[Opening RECORDS FOR THE EXERCISE section]

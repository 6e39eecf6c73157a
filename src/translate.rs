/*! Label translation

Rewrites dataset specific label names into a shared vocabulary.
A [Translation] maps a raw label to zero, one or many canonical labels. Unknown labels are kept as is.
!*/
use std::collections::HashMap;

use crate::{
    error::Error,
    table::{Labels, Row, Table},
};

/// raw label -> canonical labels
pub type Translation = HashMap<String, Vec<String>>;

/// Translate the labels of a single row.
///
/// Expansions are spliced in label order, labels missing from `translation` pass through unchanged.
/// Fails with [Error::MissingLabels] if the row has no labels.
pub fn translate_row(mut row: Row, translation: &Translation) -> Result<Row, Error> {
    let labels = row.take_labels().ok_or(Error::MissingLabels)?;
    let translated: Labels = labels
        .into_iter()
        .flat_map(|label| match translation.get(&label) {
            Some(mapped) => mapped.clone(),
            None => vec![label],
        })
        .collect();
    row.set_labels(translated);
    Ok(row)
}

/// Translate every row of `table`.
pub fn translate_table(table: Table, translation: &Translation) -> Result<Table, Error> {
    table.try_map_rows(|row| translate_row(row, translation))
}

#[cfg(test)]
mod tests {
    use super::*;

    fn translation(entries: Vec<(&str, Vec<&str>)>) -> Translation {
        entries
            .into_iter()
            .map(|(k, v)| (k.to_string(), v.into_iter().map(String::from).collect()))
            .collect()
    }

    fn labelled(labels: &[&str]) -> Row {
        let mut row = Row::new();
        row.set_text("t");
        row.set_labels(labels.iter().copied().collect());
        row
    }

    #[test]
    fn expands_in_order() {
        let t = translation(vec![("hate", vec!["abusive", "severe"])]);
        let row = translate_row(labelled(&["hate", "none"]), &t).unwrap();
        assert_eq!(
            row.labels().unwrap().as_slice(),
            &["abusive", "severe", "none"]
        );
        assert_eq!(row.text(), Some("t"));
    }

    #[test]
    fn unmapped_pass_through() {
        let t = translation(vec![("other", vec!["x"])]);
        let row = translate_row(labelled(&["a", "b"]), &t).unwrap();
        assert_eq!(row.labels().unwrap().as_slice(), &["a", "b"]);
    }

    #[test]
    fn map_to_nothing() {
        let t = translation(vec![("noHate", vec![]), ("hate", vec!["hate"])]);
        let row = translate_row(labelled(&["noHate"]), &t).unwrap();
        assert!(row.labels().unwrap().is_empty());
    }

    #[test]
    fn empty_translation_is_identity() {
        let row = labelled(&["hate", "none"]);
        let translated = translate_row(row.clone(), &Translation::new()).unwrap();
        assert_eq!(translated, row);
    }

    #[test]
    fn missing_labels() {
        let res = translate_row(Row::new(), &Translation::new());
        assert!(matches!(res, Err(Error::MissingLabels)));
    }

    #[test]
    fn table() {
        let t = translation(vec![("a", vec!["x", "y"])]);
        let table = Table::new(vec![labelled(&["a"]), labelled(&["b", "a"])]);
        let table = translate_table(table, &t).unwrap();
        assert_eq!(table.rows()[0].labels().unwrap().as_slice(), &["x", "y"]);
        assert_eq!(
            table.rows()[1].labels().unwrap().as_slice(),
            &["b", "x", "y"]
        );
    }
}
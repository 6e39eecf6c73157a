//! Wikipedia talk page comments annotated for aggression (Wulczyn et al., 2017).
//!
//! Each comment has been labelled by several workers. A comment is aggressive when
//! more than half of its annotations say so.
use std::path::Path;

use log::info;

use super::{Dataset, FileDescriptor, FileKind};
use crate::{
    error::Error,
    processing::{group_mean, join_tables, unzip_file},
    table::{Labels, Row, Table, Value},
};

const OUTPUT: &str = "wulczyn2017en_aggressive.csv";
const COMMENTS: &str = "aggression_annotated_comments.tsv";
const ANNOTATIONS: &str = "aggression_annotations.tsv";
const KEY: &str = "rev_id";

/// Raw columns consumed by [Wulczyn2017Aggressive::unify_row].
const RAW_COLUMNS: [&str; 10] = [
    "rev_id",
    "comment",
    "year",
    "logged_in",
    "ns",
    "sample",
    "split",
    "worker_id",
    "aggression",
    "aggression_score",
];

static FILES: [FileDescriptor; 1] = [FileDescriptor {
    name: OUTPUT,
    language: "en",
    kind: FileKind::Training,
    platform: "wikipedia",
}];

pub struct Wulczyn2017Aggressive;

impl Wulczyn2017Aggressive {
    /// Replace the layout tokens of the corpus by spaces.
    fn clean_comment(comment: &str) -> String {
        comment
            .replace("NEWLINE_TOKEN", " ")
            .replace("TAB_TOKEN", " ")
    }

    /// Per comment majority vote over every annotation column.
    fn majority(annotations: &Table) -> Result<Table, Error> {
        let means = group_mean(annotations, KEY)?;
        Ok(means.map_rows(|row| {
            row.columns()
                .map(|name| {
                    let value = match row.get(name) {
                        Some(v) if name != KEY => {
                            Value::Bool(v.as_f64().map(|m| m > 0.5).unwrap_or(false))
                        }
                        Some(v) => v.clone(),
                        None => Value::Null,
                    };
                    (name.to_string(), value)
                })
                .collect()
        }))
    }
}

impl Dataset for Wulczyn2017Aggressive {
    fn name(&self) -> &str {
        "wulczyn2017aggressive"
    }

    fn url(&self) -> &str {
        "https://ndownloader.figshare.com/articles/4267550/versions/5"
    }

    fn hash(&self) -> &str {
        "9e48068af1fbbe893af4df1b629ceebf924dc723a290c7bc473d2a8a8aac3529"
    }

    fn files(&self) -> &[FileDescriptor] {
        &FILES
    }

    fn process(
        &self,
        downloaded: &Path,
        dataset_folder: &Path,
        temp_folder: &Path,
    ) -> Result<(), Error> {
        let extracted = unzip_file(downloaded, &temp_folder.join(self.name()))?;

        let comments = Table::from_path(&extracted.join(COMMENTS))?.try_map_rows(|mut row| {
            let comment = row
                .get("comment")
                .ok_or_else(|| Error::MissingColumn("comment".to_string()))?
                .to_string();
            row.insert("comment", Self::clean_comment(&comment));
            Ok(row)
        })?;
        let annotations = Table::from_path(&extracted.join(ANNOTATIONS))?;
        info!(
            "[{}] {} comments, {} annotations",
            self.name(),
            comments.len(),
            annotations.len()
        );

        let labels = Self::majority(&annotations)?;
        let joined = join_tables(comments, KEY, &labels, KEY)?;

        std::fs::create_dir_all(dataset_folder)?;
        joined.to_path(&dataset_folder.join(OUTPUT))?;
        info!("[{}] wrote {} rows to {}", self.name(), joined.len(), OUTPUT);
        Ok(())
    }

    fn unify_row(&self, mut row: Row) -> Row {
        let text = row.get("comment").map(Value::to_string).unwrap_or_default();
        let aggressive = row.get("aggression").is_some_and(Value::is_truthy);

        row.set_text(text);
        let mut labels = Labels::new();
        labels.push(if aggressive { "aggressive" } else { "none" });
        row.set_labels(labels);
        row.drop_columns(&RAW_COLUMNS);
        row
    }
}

[Closing RECORDS FOR THE EXERCISE section]

● PROBLEM REQUIREMENTS
An exact transcript of all the records is the expected result.

● FINISHED EXERCISE
repository 6e39eecf6c73157a
filename src/translate.rs
/*! Label translation

Rewrites dataset specific label names into a shared vocabulary.
A [Translation] maps a raw label to zero, one or many canonical labels. Unknown labels are kept as is.
!*/
use std::collections::HashMap;

use crate::{
    error::Error,
    table::{Labels, Row, Table},
};

/// raw label -> canonical labels
pub type Translation = HashMap<String, Vec<String>>;

/// Translate the labels of a single row.
///
/// Expansions are spliced in label order, labels missing from `translation` pass through unchanged.
/// Fails with [Error::MissingLabels] if the row has no labels.
pub fn translate_row(mut row: Row, translation: &Translation) -> Result<Row, Error> {
    let labels = row.take_labels().ok_or(Error::MissingLabels)?;
    let translated: Labels = labels
        .into_iter()
        .flat_map(|label| match translation.get(&label) {
            Some(mapped) => mapped.clone(),
            None => vec![label],
        })
        .collect();
    row.set_labels(translated);
    Ok(row)
}

/// Translate every row of `table`.
pub fn translate_table(table: Table, translation: &Translation) -> Result<Table, Error> {
    table.try_map_rows(|row| translate_row(row, translation))
}

#[cfg(test)]
mod tests {
    use super::*;

    fn translation(entries: Vec<(&str, Vec<&str>)>) -> Translation {
        entries
            .into_iter()
            .map(|(k, v)| (k.to_string(), v.into_iter().map(String::from).collect()))
            .collect()
    }

    fn labelled(labels: &[&str]) -> Row {
        let mut row = Row::new();
        row.set_text("t");
        row.set_labels(labels.iter().copied().collect());
        row
    }

    #[test]
    fn expands_in_order() {
        let t = translation(vec![("hate", vec!["abusive", "severe"])]);
        let row = translate_row(labelled(&["hate", "none"]), &t).unwrap();
        assert_eq!(
            row.labels().unwrap().as_slice(),
            &["abusive", "severe", "none"]
        );
        assert_eq!(row.text(), Some("t"));
    }

    #[test]
    fn unmapped_pass_through() {
        let t = translation(vec![("other", vec!["x"])]);
        let row = translate_row(labelled(&["a", "b"]), &t).unwrap();
        assert_eq!(row.labels().unwrap().as_slice(), &["a", "b"]);
    }

    #[test]
    fn map_to_nothing() {
        let t = translation(vec![("noHate", vec![]), ("hate", vec!["hate"])]);
        let row = translate_row(labelled(&["noHate"]), &t).unwrap();
        assert!(row.labels().unwrap().is_empty());
    }

    #[test]
    fn empty_translation_is_identity() {
        let row = labelled(&["hate", "none"]);
        let translated = translate_row(row.clone(), &Translation::new()).unwrap();
        assert_eq!(translated, row);
    }

    #[test]
    fn missing_labels() {
        let res = translate_row(Row::new(), &Translation::new());
        assert!(matches!(res, Err(Error::MissingLabels)));
    }

    #[test]
    fn table() {
        let t = translation(vec![("a", vec!["x", "y"])]);
        let table = Table::new(vec![labelled(&["a"]), labelled(&["b", "a"])]);
        let table = translate_table(table, &t).unwrap();
        assert_eq!(table.rows()[0].labels().unwrap().as_slice(), &["x", "y"]);
        assert_eq!(
            table.rows()[1].labels().unwrap().as_slice(),
            &["b", "x", "y"]
        );
    }
}
repository 6e39eecf6c73157a
//! Wikipedia talk page comments annotated for aggression (Wulczyn et al., 2017).
//!
//! Each comment has been labelled by several workers. A comment is aggressive when
//! more than half of its annotations say so.
use std::path::Path;

use log::info;

use super::{Dataset, FileDescriptor, FileKind};
use crate::{
    error::Error,
    processing::{group_mean, join_tables, unzip_file},
    table::{Labels, Row, Table, Value},
};

const OUTPUT: &str = "wulczyn2017en_aggressive.csv";
const COMMENTS: &str = "aggression_annotated_comments.tsv";
const ANNOTATIONS: &str = "aggression_annotations.tsv";
const KEY: &str = "rev_id";

/// Raw columns consumed by [Wulczyn2017Aggressive::unify_row].
const RAW_COLUMNS: [&str; 10] = [
    "rev_id",
    "comment",
    "year",
    "logged_in",
    "ns",
    "sample",
    "split",
    "worker_id",
    "aggression",
    "aggression_score",
];

static FILES: [FileDescriptor; 1] = [FileDescriptor {
    name: OUTPUT,
    language: "en",
    kind: FileKind::Training,
    platform: "wikipedia",
}];

pub struct Wulczyn2017Aggressive;

impl Wulczyn2017Aggressive {
    /// Replace the layout tokens of the corpus by spaces.
    fn clean_comment(comment: &str) -> String {
        comment
            .replace("NEWLINE_TOKEN", " ")
            .replace("TAB_TOKEN", " ")
    }

    /// Per comment majority vote over every annotation column.
    fn majority(annotations: &Table) -> Result<Table, Error> {
        let means = group_mean(annotations, KEY)?;
        Ok(means.map_rows(|row| {
            row.columns()
                .map(|name| {
                    let value = match row.get(name) {
                        Some(v) if name != KEY => {
                            Value::Bool(v.as_f64().map(|m| m > 0.5).unwrap_or(false))
                        }
                        Some(v) => v.clone(),
                        None => Value::Null,
                    };
                    (name.to_string(), value)
                })
                .collect()
        }))
    }
}

impl Dataset for Wulczyn2017Aggressive {
    fn name(&self) -> &str {
        "wulczyn2017aggressive"
    }

    fn url(&self) -> &str {
        "https://ndownloader.figshare.com/articles/4267550/versions/5"
    }

    fn hash(&self) -> &str {
        "9e48068af1fbbe893af4df1b629ceebf924dc723a290c7bc473d2a8a8aac3529"
    }

    fn files(&self) -> &[FileDescriptor] {
        &FILES
    }

    fn process(
        &self,
        downloaded: &Path,
        dataset_folder: &Path,
        temp_folder: &Path,
    ) -> Result<(), Error> {
        let extracted = unzip_file(downloaded, &temp_folder.join(self.name()))?;

        let comments = Table::from_path(&extracted.join(COMMENTS))?.try_map_rows(|mut row| {
            let comment = row
                .get("comment")
                .ok_or_else(|| Error::MissingColumn("comment".to_string()))?
                .to_string();
            row.insert("comment", Self::clean_comment(&comment));
            Ok(row)
        })?;
        let annotations = Table::from_path(&extracted.join(ANNOTATIONS))?;
        info!(
            "[{}] {} comments, {} annotations",
            self.name(),
            comments.len(),
            annotations.len()
        );

        let labels = Self::majority(&annotations)?;
        let joined = join_tables(comments, KEY, &labels, KEY)?;

        std::fs::create_dir_all(dataset_folder)?;
        joined.to_path(&dataset_folder.join(OUTPUT))?;
        info!("[{}] wrote {} rows to {}", self.name(), joined.len(), OUTPUT);
        Ok(())
    }

    fn unify_row(&self, mut row: Row) -> Row {
        let text = row.get("comment").map(Value::to_string).unwrap_or_default();
        let aggressive = row.get("aggression").is_some_and(Value::is_truthy);

        row.set_text(text);
        let mut labels = Labels::new();
        labels.push(if aggressive { "aggressive" } else { "none" });
        row.set_labels(labels);
        row.drop_columns(&RAW_COLUMNS);
        row
    }
}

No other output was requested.